**Work to complete**
Within the listing below, please show every line carrying the string "previous".

**Input records**

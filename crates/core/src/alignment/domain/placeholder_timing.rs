/// Default length of an extrapolated placeholder past the end of the audio.
pub const PLACEHOLDER_DURATION: f64 = 3.0;
/// Silence left before each extrapolated placeholder.
pub const PLACEHOLDER_GAP: f64 = 0.5;
/// Shortest interval handed to a trailing placeholder before switching to
/// extrapolation past the last word.
pub const MIN_PLACEHOLDER_DURATION: f64 = 0.5;

/// Fills intervals for unmatched lines from their matched neighbours.
///
/// `resolved[i]` is `Some((start, end))` for a matched line and `None` for a
/// placeholder. A run of placeholders shares the gap between the previous
/// match's end and the next match's start evenly. Leading runs start at 0;
/// trailing runs end at `audio_end`, or are laid out past it when too little
/// audio remains. Returned starts never go below the previous matched start
/// and never exceed the next matched start.
pub fn fill_intervals(resolved: &[Option<(f64, f64)>], audio_end: f64) -> Vec<(f64, f64)> {
    let mut out: Vec<(f64, f64)> = Vec::with_capacity(resolved.len());
    let mut i = 0;

    while i < resolved.len() {
        if let Some(interval) = resolved[i] {
            out.push(interval);
            i += 1;
            continue;
        }

        let run_start = i;
        while i < resolved.len() && resolved[i].is_none() {
            i += 1;
        }
        let count = i - run_start;
        let prev = run_start.checked_sub(1).and_then(|p| resolved[p]);
        let next = resolved.get(i).copied().flatten();

        match next {
            Some((next_start, _)) => {
                let lo = prev.map_or(0.0, |(_, prev_end)| prev_end).min(next_start);
                out.extend(divide(lo, next_start, count));
            }
            None => {
                let lo = prev.map_or(0.0, |(_, prev_end)| prev_end);
                if audio_end - lo >= count as f64 * MIN_PLACEHOLDER_DURATION {
                    out.extend(divide(lo, audio_end, count));
                } else {
                    out.extend(extrapolate(lo.max(audio_end), count));
                }
            }
        }
    }

    out
}

fn divide(lo: f64, hi: f64, count: usize) -> impl Iterator<Item = (f64, f64)> {
    let hi = hi.max(lo);
    let width = (hi - lo) / count as f64;
    (0..count).map(move |k| {
        let start = lo + k as f64 * width;
        let end = if k + 1 == count {
            hi
        } else {
            lo + (k + 1) as f64 * width
        };
        (start, end)
    })
}

fn extrapolate(anchor: f64, count: usize) -> impl Iterator<Item = (f64, f64)> {
    (0..count).map(move |k| {
        let start = anchor + PLACEHOLDER_GAP + k as f64 * (PLACEHOLDER_DURATION + PLACEHOLDER_GAP);
        (start, start + PLACEHOLDER_DURATION)
    })
}
/// Normalizes text for matching: lowercase, punctuation replaced by spaces,
/// whitespace collapsed to single spaces.
///
/// Letters and digits of any script are kept, as is `_`, so Hangul or kana
/// lines survive normalization intact.
pub fn normalize(text: &str) -> String {
    let mut out = String::with_capacity(text.len());
    let mut pending_space = false;
    for ch in text.chars().flat_map(char::to_lowercase) {
        if ch.is_alphanumeric() || ch == '_' {
            if pending_space && !out.is_empty() {
                out.push(' ');
            }
            pending_space = false;
            out.push(ch);
        } else {
            pending_space = true;
        }
    }
    out
}
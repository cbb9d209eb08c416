use crate::output::domain::lyrics_document::LyricsDocument;
use crate::output::domain::lyrics_writer::LyricsWriter;
use crate::output::infrastructure::timestamp::lrc_timestamp;
use crate::shared::constants::GENERATOR_NAME;
use crate::shared::error::SyncError;

pub const DEFAULT_ARTIST: &str = "Generated by lyricsync";
pub const DEFAULT_TITLE: &str = "Synchronized Lyrics";

/// `[ar:]` and `[ti:]` header values of an LRC file.
#[derive(Debug, Clone, PartialEq, Eq)]
pub struct LrcTags {
    pub artist: String,
    pub title: String,
}

impl LrcTags {
    /// Tags with the generic defaults filled in for missing values.
    pub fn new(artist: Option<String>, title: Option<String>) -> Self {
        Self {
            artist: artist.unwrap_or_else(|| DEFAULT_ARTIST.to_string()),
            title: title.unwrap_or_else(|| DEFAULT_TITLE.to_string()),
        }
    }
}

impl Default for LrcTags {
    fn default() -> Self {
        Self::new(None, None)
    }
}

/// Line-level LRC: `[ar:]`, `[ti:]`, `[by:]` headers, then one
/// `[mm:ss.xx]text` row per line.
#[derive(Default)]
pub struct LrcWriter {
    tags: LrcTags,
}

impl LrcWriter {
    pub fn new() -> Self {
        Self::default()
    }

    pub fn with_tags(tags: LrcTags) -> Self {
        Self { tags }
    }

    fn header(&self) -> String {
        format!(
            "[ar:{}]\n[ti:{}]\n[by:{GENERATOR_NAME}]\n\n",
            self.tags.artist, self.tags.title
        )
    }
}

impl LyricsWriter for LrcWriter {
    fn extension(&self) -> &'static str {
        "lrc"
    }

    fn render(&self, document: &LyricsDocument) -> Result<String, SyncError> {
        let mut out = self.header();
        for line in &document.lines {
            out.push_str(&format!("[{}]{}\n", lrc_timestamp(line.start), line.text));
        }
        Ok(out)
    }
}

/// Word-level ("enhanced") LRC: `[mm:ss.xx]<mm:ss.xx>word <mm:ss.xx>word`.
/// Lines without word timings fall back to their plain text.
#[derive(Default)]
pub struct EnhancedLrcWriter {
    inner: LrcWriter,
}

impl EnhancedLrcWriter {
    pub fn new() -> Self {
        Self::default()
    }

    pub fn with_tags(tags: LrcTags) -> Self {
        Self {
            inner: LrcWriter::with_tags(tags),
        }
    }
}

impl LyricsWriter for EnhancedLrcWriter {
    fn extension(&self) -> &'static str {
        "elrc"
    }

    fn render(&self, document: &LyricsDocument) -> Result<String, SyncError> {
        let mut out = self.inner.header();
        for line in &document.lines {
            out.push_str(&format!("[{}]", lrc_timestamp(line.start)));
            if line.words.is_empty() {
                out.push_str(&line.text);
            } else {
                let words: Vec<String> = line
                    .words
                    .iter()
                    .map(|w| format!("<{}>{}", lrc_timestamp(w.start), w.text))
                    .collect();
                out.push_str(&words.join(" "));
            }
            out.push('\n');
        }
        Ok(out)
    }
}

#[cfg(test)]
mod tests {
    use super::*;
    use crate::output::domain::lyrics_document::{LineRecord, WordRecord};

    fn document() -> LyricsDocument {
        LyricsDocument {
            lines: vec![
                LineRecord {
                    index: 0,
                    text: "Hello world".to_string(),
                    start: 1.5,
                    end: 2.5,
                    confidence: Some(1.0),
                    placeholder: false,
                    words: vec![
                        WordRecord {
                            text: "Hello".to_string(),
                            start: 1.5,
                            end: 2.0,
                            confidence: None,
                        },
                        WordRecord {
                            text: "world".to_string(),
                            start: 2.0,
                            end: 2.5,
                            confidence: None,
                        },
                    ],
                },
                LineRecord {
                    index: 1,
                    text: "Lost line".to_string(),
                    start: 62.25,
                    end: 65.0,
                    confidence: Some(0.1),
                    placeholder: true,
                    words: Vec::new(),
                },
            ],
            ..Default::default()
        }
    }

    #[test]
    fn test_lrc_header_and_lines() {
        let out = LrcWriter::new().render(&document()).unwrap();
        let expected = "[ar:Generated by lyricsync]\n[ti:Synchronized Lyrics]\n[by:lyricsync]\n\n\
                        [00:01.50]Hello world\n[01:02.25]Lost line\n";
        assert_eq!(out, expected);
    }

    #[test]
    fn test_lrc_custom_tags() {
        let tags = LrcTags::new(Some("Band".to_string()), Some("Song".to_string()));
        let out = LrcWriter::with_tags(tags).render(&LyricsDocument::default()).unwrap();
        assert!(out.starts_with("[ar:Band]\n[ti:Song]\n"));
    }

    #[test]
    fn test_missing_tag_falls_back_to_default() {
        let tags = LrcTags::new(None, Some("Song".to_string()));
        let out = EnhancedLrcWriter::with_tags(tags)
            .render(&LyricsDocument::default())
            .unwrap();
        assert!(out.starts_with("[ar:Generated by lyricsync]\n[ti:Song]\n"));
    }

    #[test]
    fn test_enhanced_lrc_word_tags() {
        let out = EnhancedLrcWriter::new().render(&document()).unwrap();
        assert!(out.contains("[00:01.50]<00:01.50>Hello <00:02.00>world\n"));
        assert!(out.contains("[01:02.25]Lost line\n"));
    }
}
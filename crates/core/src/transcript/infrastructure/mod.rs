pub mod json_transcript_reader;
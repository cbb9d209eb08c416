pub mod aligned_segment;
pub mod alignment_config;
pub mod alignment_engine;
pub mod alignment_run;
pub mod match_strategy;
pub mod multi_window_strategy;
pub mod placeholder_timing;
pub mod segment_summarizer;
pub mod single_window_strategy;
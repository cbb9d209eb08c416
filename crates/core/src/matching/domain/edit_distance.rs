/// Length of the longest common subsequence of two character slices.
pub fn lcs_len(a: &[char], b: &[char]) -> usize {
    if a.is_empty() || b.is_empty() {
        return 0;
    }
    let mut prev = vec![0usize; b.len() + 1];
    let mut curr = vec![0usize; b.len() + 1];
    for &ca in a {
        for (j, &cb) in b.iter().enumerate() {
            curr[j + 1] = if ca == cb {
                prev[j] + 1
            } else {
                prev[j + 1].max(curr[j])
            };
        }
        std::mem::swap(&mut prev, &mut curr);
    }
    prev[b.len()]
}

/// Insert/delete edit distance (substitution counts as delete + insert).
pub fn indel_distance(a: &[char], b: &[char]) -> usize {
    a.len() + b.len() - 2 * lcs_len(a, b)
}

/// Normalized indel similarity: `1 - distance / (len_a + len_b)`.
///
/// Two empty inputs are identical and score 1.
pub fn indel_ratio(a: &[char], b: &[char]) -> f64 {
    let total = a.len() + b.len();
    if total == 0 {
        return 1.0;
    }
    1.0 - indel_distance(a, b) as f64 / total as f64
}
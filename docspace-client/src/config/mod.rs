use config::{Config as Cfg, File};
use docspace_core::config as core_config;
use docspace_core::error::AppError;
use secrecy::SecretString;
use serde::Deserialize;
use std::time::Duration;

#[derive(Debug, Clone, Deserialize)]
pub struct ClientConfig {
    #[serde(flatten)]
    pub common: core_config::Config,
    #[serde(default)]
    pub provider: ProviderSettings,
    #[serde(default)]
    pub session: SessionSettings,
}

#[derive(Debug, Clone, Deserialize)]
pub struct ProviderSettings {
    /// Base URL of the hosted identity/data provider.
    pub url: String,
    /// Anonymous API key sent with every provider request.
    pub api_key: SecretString,
}

impl Default for ProviderSettings {
    fn default() -> Self {
        Self {
            url: "http://localhost:54321".to_string(),
            api_key: SecretString::new("anon".to_string()),
        }
    }
}

#[derive(Debug, Clone, Deserialize)]
pub struct SessionSettings {
    /// Cache keys starting with this prefix are the unit of cleanup on
    /// sign-out or detected invalidation.
    #[serde(default = "default_key_prefix")]
    pub key_prefix: String,
    /// Logging deadline for the background profile-ensure task. Does not
    /// gate the authenticated transition.
    #[serde(default = "default_profile_ensure_timeout_ms")]
    pub profile_ensure_timeout_ms: u64,
    /// Delay before the route guard re-checks an unauthenticated redirect.
    #[serde(default = "default_guard_recheck_delay_ms")]
    pub guard_recheck_delay_ms: u64,
    /// Role assigned to freshly created profiles when the identity
    /// metadata carries none.
    #[serde(default = "default_role")]
    pub default_role: String,
}

fn default_key_prefix() -> String {
    "docspace-session-".to_string()
}

fn default_profile_ensure_timeout_ms() -> u64 {
    3_000
}

fn default_guard_recheck_delay_ms() -> u64 {
    50
}

fn default_role() -> String {
    "member".to_string()
}

impl Default for SessionSettings {
    fn default() -> Self {
        Self {
            key_prefix: default_key_prefix(),
            profile_ensure_timeout_ms: default_profile_ensure_timeout_ms(),
            guard_recheck_delay_ms: default_guard_recheck_delay_ms(),
            default_role: default_role(),
        }
    }
}

impl SessionSettings {
    pub fn profile_ensure_timeout(&self) -> Duration {
        Duration::from_millis(self.profile_ensure_timeout_ms)
    }

    pub fn guard_recheck_delay(&self) -> Duration {
        Duration::from_millis(self.guard_recheck_delay_ms)
    }
}

impl Default for ClientConfig {
    fn default() -> Self {
        Self {
            common: core_config::Config::default(),
            provider: ProviderSettings::default(),
            session: SessionSettings::default(),
        }
    }
}

impl ClientConfig {
    pub fn load() -> Result<Self, AppError> {
        dotenvy::dotenv().ok();

        let config = Cfg::builder()
            .add_source(File::with_name("configuration").required(false))
            .add_source(config::Environment::with_prefix("APP").separator("__"))
            .build()?;

        Ok(config.try_deserialize()?)
    }
}
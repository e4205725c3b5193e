pub mod config;
pub mod dtos;
pub mod guard;
pub mod models;
pub mod providers;
pub mod services;

use docspace_core::error::AppError;
use std::sync::Arc;

use config::ClientConfig;
use guard::RouteGuard;
use providers::memory::{
    MemoryDocumentRepository, MemoryDocumentStorage, MemoryIdentityProvider,
    MemoryNotificationRepository, MemoryProfileRepository, MemorySessionCache,
};
use providers::{
    DocumentRepository, DocumentStorage, IdentityProvider, NotificationRepository,
    ProfileRepository, SessionCache,
};
use services::{
    DocumentService, NotificationService, ProfileService, SessionManager, ShareActor,
    SharingService, Viewer,
};

/// The wired-up workspace client: session manager, profile lifecycle,
/// document lifecycle, sharing, notifications, and the route guard, all
/// over injected provider backends.
#[derive(Clone)]
pub struct Workspace {
    pub sessions: Arc<SessionManager>,
    pub profiles: ProfileService,
    pub documents: DocumentService,
    pub sharing: SharingService,
    pub notifications: NotificationService,
    pub guard: RouteGuard,
}

/// Handles onto the in-memory backends, for seeding and inspection.
pub struct MemoryBackends {
    pub provider: Arc<MemoryIdentityProvider>,
    pub profiles: Arc<MemoryProfileRepository>,
    pub documents: Arc<MemoryDocumentRepository>,
    pub notifications: Arc<MemoryNotificationRepository>,
    pub storage: Arc<MemoryDocumentStorage>,
    pub cache: Arc<MemorySessionCache>,
}

impl Workspace {
    #[allow(clippy::too_many_arguments)]
    pub fn new(
        config: &ClientConfig,
        provider: Arc<dyn IdentityProvider>,
        profile_repo: Arc<dyn ProfileRepository>,
        document_repo: Arc<dyn DocumentRepository>,
        notification_repo: Arc<dyn NotificationRepository>,
        storage: Arc<dyn DocumentStorage>,
        cache: Arc<dyn SessionCache>,
    ) -> Self {
        let profiles = ProfileService::new(
            profile_repo,
            provider.clone(),
            config.session.default_role.clone(),
        );
        let sessions = SessionManager::new(
            provider,
            profiles.clone(),
            cache,
            config.session.clone(),
        );
        let guard = RouteGuard::new(sessions.clone(), config.session.guard_recheck_delay());
        Self {
            documents: DocumentService::new(document_repo.clone(), storage),
            sharing: SharingService::new(document_repo, notification_repo.clone()),
            notifications: NotificationService::new(notification_repo),
            sessions,
            profiles,
            guard,
        }
    }

    /// Fully in-memory workspace (local mode and tests).
    pub fn in_memory(config: &ClientConfig) -> (Self, MemoryBackends) {
        let backends = MemoryBackends {
            provider: Arc::new(MemoryIdentityProvider::new()),
            profiles: Arc::new(MemoryProfileRepository::new()),
            documents: Arc::new(MemoryDocumentRepository::new()),
            notifications: Arc::new(MemoryNotificationRepository::new()),
            storage: Arc::new(MemoryDocumentStorage::new()),
            cache: Arc::new(MemorySessionCache::new()),
        };
        let workspace = Self::new(
            config,
            backends.provider.clone(),
            backends.profiles.clone(),
            backends.documents.clone(),
            backends.notifications.clone(),
            backends.storage.clone(),
            backends.cache.clone(),
        );
        (workspace, backends)
    }

    /// Builds the viewer for the currently authenticated identity, or
    /// `None` when signed out. Department comes from the profile; a
    /// missing or unreachable profile degrades to a department-less
    /// viewer rather than failing.
    pub async fn current_viewer(&self) -> Option<Viewer> {
        let snapshot = self.sessions.snapshot();
        let identity = snapshot.identity()?.clone();
        let profile = match self.profiles.find(identity.id).await {
            Ok(profile) => profile,
            Err(e) => {
                tracing::warn!(user_id = %identity.id, "profile lookup failed: {}", e);
                None
            }
        };
        Some(Viewer::from_profile(&identity, profile.as_ref()))
    }

    /// Builds the sharing actor for the current identity: profile display
    /// name first, then the identity's derived name, then the raw email.
    pub async fn current_share_actor(&self) -> Result<ShareActor, AppError> {
        let snapshot = self.sessions.snapshot();
        let identity = snapshot
            .identity()
            .cloned()
            .ok_or_else(|| AppError::unauthorized("not signed in"))?;
        let display_name = match self.profiles.find(identity.id).await {
            Ok(Some(profile)) => profile
                .display_name
                .unwrap_or_else(|| identity.email.clone()),
            _ => identity
                .derived_display_name()
                .unwrap_or_else(|| identity.email.clone()),
        };
        Ok(ShareActor {
            id: identity.id,
            display_name,
        })
    }
}
//! Identity & session lifecycle.
//!
//! State machine: `Bootstrapping → Validating → {Authenticated,
//! Unauthenticated}`, with `Authenticated → Unauthenticated` on sign-out
//! or detected invalidation. Fail-closed: any uncertainty during
//! bootstrap (absent session, failed identity check, network error)
//! resolves to `Unauthenticated` and purges the session-prefix cache
//! keys. A cached session object alone is never trusted without a live
//! confirmation from the provider.

use docspace_core::error::AppError;
use secrecy::SecretString;
use std::sync::atomic::{AtomicU64, Ordering};
use std::sync::{Arc, Mutex};
use tokio::sync::{broadcast, watch};
use validator::Validate;

use crate::config::SessionSettings;
use crate::dtos::{SignInRequest, SignUpRequest};
use crate::models::{AuthEvent, Identity, Session, SignOutScope};
use crate::providers::{IdentityProvider, SessionCache};
use crate::services::profile::ProfileService;

#[derive(Debug, Clone, PartialEq, Eq)]
pub enum AuthState {
    Bootstrapping,
    Validating,
    Authenticated(Identity),
    Unauthenticated,
}

/// Consumer-facing view of the session state, published through a watch
/// channel so snapshot replacement is atomic.
#[derive(Debug, Clone, PartialEq, Eq)]
pub struct AuthSnapshot {
    pub state: AuthState,
}

impl AuthSnapshot {
    /// True until the first bootstrap validation settles.
    pub fn loading(&self) -> bool {
        matches!(self.state, AuthState::Bootstrapping | AuthState::Validating)
    }

    pub fn identity(&self) -> Option<&Identity> {
        match &self.state {
            AuthState::Authenticated(identity) => Some(identity),
            _ => None,
        }
    }
}

struct Inner {
    session: Option<Session>,
}

pub struct SessionManager {
    provider: Arc<dyn IdentityProvider>,
    profiles: ProfileService,
    cache: Arc<dyn SessionCache>,
    settings: SessionSettings,
    state: watch::Sender<AuthSnapshot>,
    inner: Mutex<Inner>,
    /// Bumped on every atomic session replacement; a validation response
    /// carrying an older generation is stale and must be discarded.
    generation: AtomicU64,
}

impl SessionManager {
    pub fn new(
        provider: Arc<dyn IdentityProvider>,
        profiles: ProfileService,
        cache: Arc<dyn SessionCache>,
        settings: SessionSettings,
    ) -> Arc<Self> {
        let (state, _) = watch::channel(AuthSnapshot {
            state: AuthState::Bootstrapping,
        });
        Arc::new(Self {
            provider,
            profiles,
            cache,
            settings,
            state,
            inner: Mutex::new(Inner { session: None }),
            generation: AtomicU64::new(0),
        })
    }

    pub fn watch(&self) -> watch::Receiver<AuthSnapshot> {
        self.state.subscribe()
    }

    pub fn snapshot(&self) -> AuthSnapshot {
        self.state.borrow().clone()
    }

    pub fn current_session(&self) -> Option<Session> {
        self.inner.lock().unwrap().session.clone()
    }

    /// Loads and validates any cached session, then starts consuming
    /// provider-pushed auth events. Authenticated is reported only after
    /// the provider confirms a live user; everything else fails closed.
    pub async fn bootstrap(self: &Arc<Self>) {
        self.spawn_event_loop();

        let generation = self.generation.load(Ordering::SeqCst);
        let session = match self.provider.get_session().await {
            Ok(Some(session)) => session,
            Ok(None) => {
                tracing::debug!("no cached session");
                self.purge_session_cache();
                self.set_unauthenticated();
                return;
            }
            Err(e) => {
                tracing::warn!("session load failed, treating as signed out: {}", e);
                self.purge_session_cache();
                self.set_unauthenticated();
                return;
            }
        };

        // send_replace publishes even with no live receivers; snapshot()
        // readers must always observe the latest transition.
        self.state.send_replace(AuthSnapshot {
            state: AuthState::Validating,
        });

        match self.provider.confirm_user(&session.access_token).await {
            Ok(identity) => {
                if self.generation.load(Ordering::SeqCst) != generation {
                    tracing::debug!("discarding stale bootstrap validation");
                    return;
                }
                let session = Session { identity, ..session };
                let identity = session.identity.clone();
                self.set_authenticated(session);
                self.spawn_profile_ensure(identity);
            }
            Err(e) => {
                tracing::warn!("identity check failed, signing out locally: {}", e);
                // The purge is generation-guarded like the transition: a
                // stale validation failure must not wipe the cache behind
                // a session that has since been replaced.
                if self.generation.load(Ordering::SeqCst) == generation {
                    self.purge_session_cache();
                    self.set_unauthenticated();
                } else {
                    tracing::debug!("discarding stale bootstrap validation failure");
                }
            }
        }
    }

    pub async fn sign_in(self: &Arc<Self>, request: SignInRequest) -> Result<Session, AppError> {
        request.validate()?;
        let password = SecretString::new(request.password);
        let session = self.provider.sign_in(&request.email, &password).await?;
        // The event loop observes this too; applying directly keeps the
        // local transition independent of event delivery.
        self.apply_event(AuthEvent::SignedIn(session.clone()));
        Ok(session)
    }

    pub async fn sign_up(self: &Arc<Self>, request: SignUpRequest) -> Result<Session, AppError> {
        request.validate()?;
        let password = SecretString::new(request.password);
        let session = self
            .provider
            .sign_up(&request.email, &password, request.metadata)
            .await?;
        self.apply_event(AuthEvent::SignedIn(session.clone()));
        Ok(session)
    }

    /// Global provider sign-out is best-effort; the local transition to
    /// Unauthenticated is unconditional and never waits on the network
    /// call succeeding.
    pub async fn sign_out(&self) {
        if let Err(e) = self.provider.sign_out(SignOutScope::Global).await {
            tracing::warn!("provider sign-out failed: {}", e);
        }
        self.generation.fetch_add(1, Ordering::SeqCst);
        self.purge_session_cache();
        self.set_unauthenticated();
        tracing::info!("signed out");
    }

    /// Applies a provider-pushed auth event. Events are trusted directly
    /// and replace the session atomically without re-validation.
    pub fn apply_event(self: &Arc<Self>, event: AuthEvent) {
        self.generation.fetch_add(1, Ordering::SeqCst);
        match event {
            AuthEvent::SignedIn(session) => {
                let identity = session.identity.clone();
                self.set_authenticated(session);
                self.spawn_profile_ensure(identity);
            }
            AuthEvent::TokenRefreshed(session) => {
                self.set_authenticated(session);
            }
            AuthEvent::SignedOut => {
                self.purge_session_cache();
                self.set_unauthenticated();
            }
        }
    }

    fn spawn_event_loop(self: &Arc<Self>) {
        let mut events = self.provider.subscribe();
        let manager = Arc::downgrade(self);
        tokio::spawn(async move {
            loop {
                match events.recv().await {
                    Ok(event) => {
                        let Some(manager) = manager.upgrade() else {
                            break;
                        };
                        manager.apply_event(event);
                    }
                    Err(broadcast::error::RecvError::Lagged(skipped)) => {
                        tracing::warn!(skipped, "auth event stream lagged");
                    }
                    Err(broadcast::error::RecvError::Closed) => break,
                }
            }
        });
    }

    /// First-of-two race between profile-ensure and a timer. The timer
    /// only bounds logging; losing does not abort the ensure task (soft
    /// cancellation) and neither outcome gates the Authenticated state.
    fn spawn_profile_ensure(&self, identity: Identity) {
        let profiles = self.profiles.clone();
        let timeout = self.settings.profile_ensure_timeout();
        let ensure = tokio::spawn(async move { profiles.ensure_profile(&identity).await });
        tokio::spawn(async move {
            tokio::select! {
                result = ensure => match result {
                    Ok(Ok(profile)) => {
                        tracing::debug!(user_id = %profile.user_id, "profile ensured");
                    }
                    Ok(Err(e)) => tracing::warn!("background profile ensure failed: {}", e),
                    Err(e) => tracing::warn!("background profile ensure panicked: {}", e),
                },
                _ = tokio::time::sleep(timeout) => {
                    tracing::warn!(
                        timeout_ms = timeout.as_millis() as u64,
                        "profile ensure still running after deadline"
                    );
                }
            }
        });
    }

    fn purge_session_cache(&self) {
        let removed = self.cache.purge_prefix(&self.settings.key_prefix);
        if removed > 0 {
            tracing::debug!(removed, "purged session cache keys");
        }
    }

    fn set_authenticated(&self, session: Session) {
        let identity = session.identity.clone();
        self.inner.lock().unwrap().session = Some(session);
        self.state.send_replace(AuthSnapshot {
            state: AuthState::Authenticated(identity),
        });
    }

    fn set_unauthenticated(&self) {
        self.inner.lock().unwrap().session = None;
        self.state.send_replace(AuthSnapshot {
            state: AuthState::Unauthenticated,
        });
    }
}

**Response**
/// placeholder. A run of placeholders shares the gap between the previous
/// audio remains. Returned starts never go below the previous matched start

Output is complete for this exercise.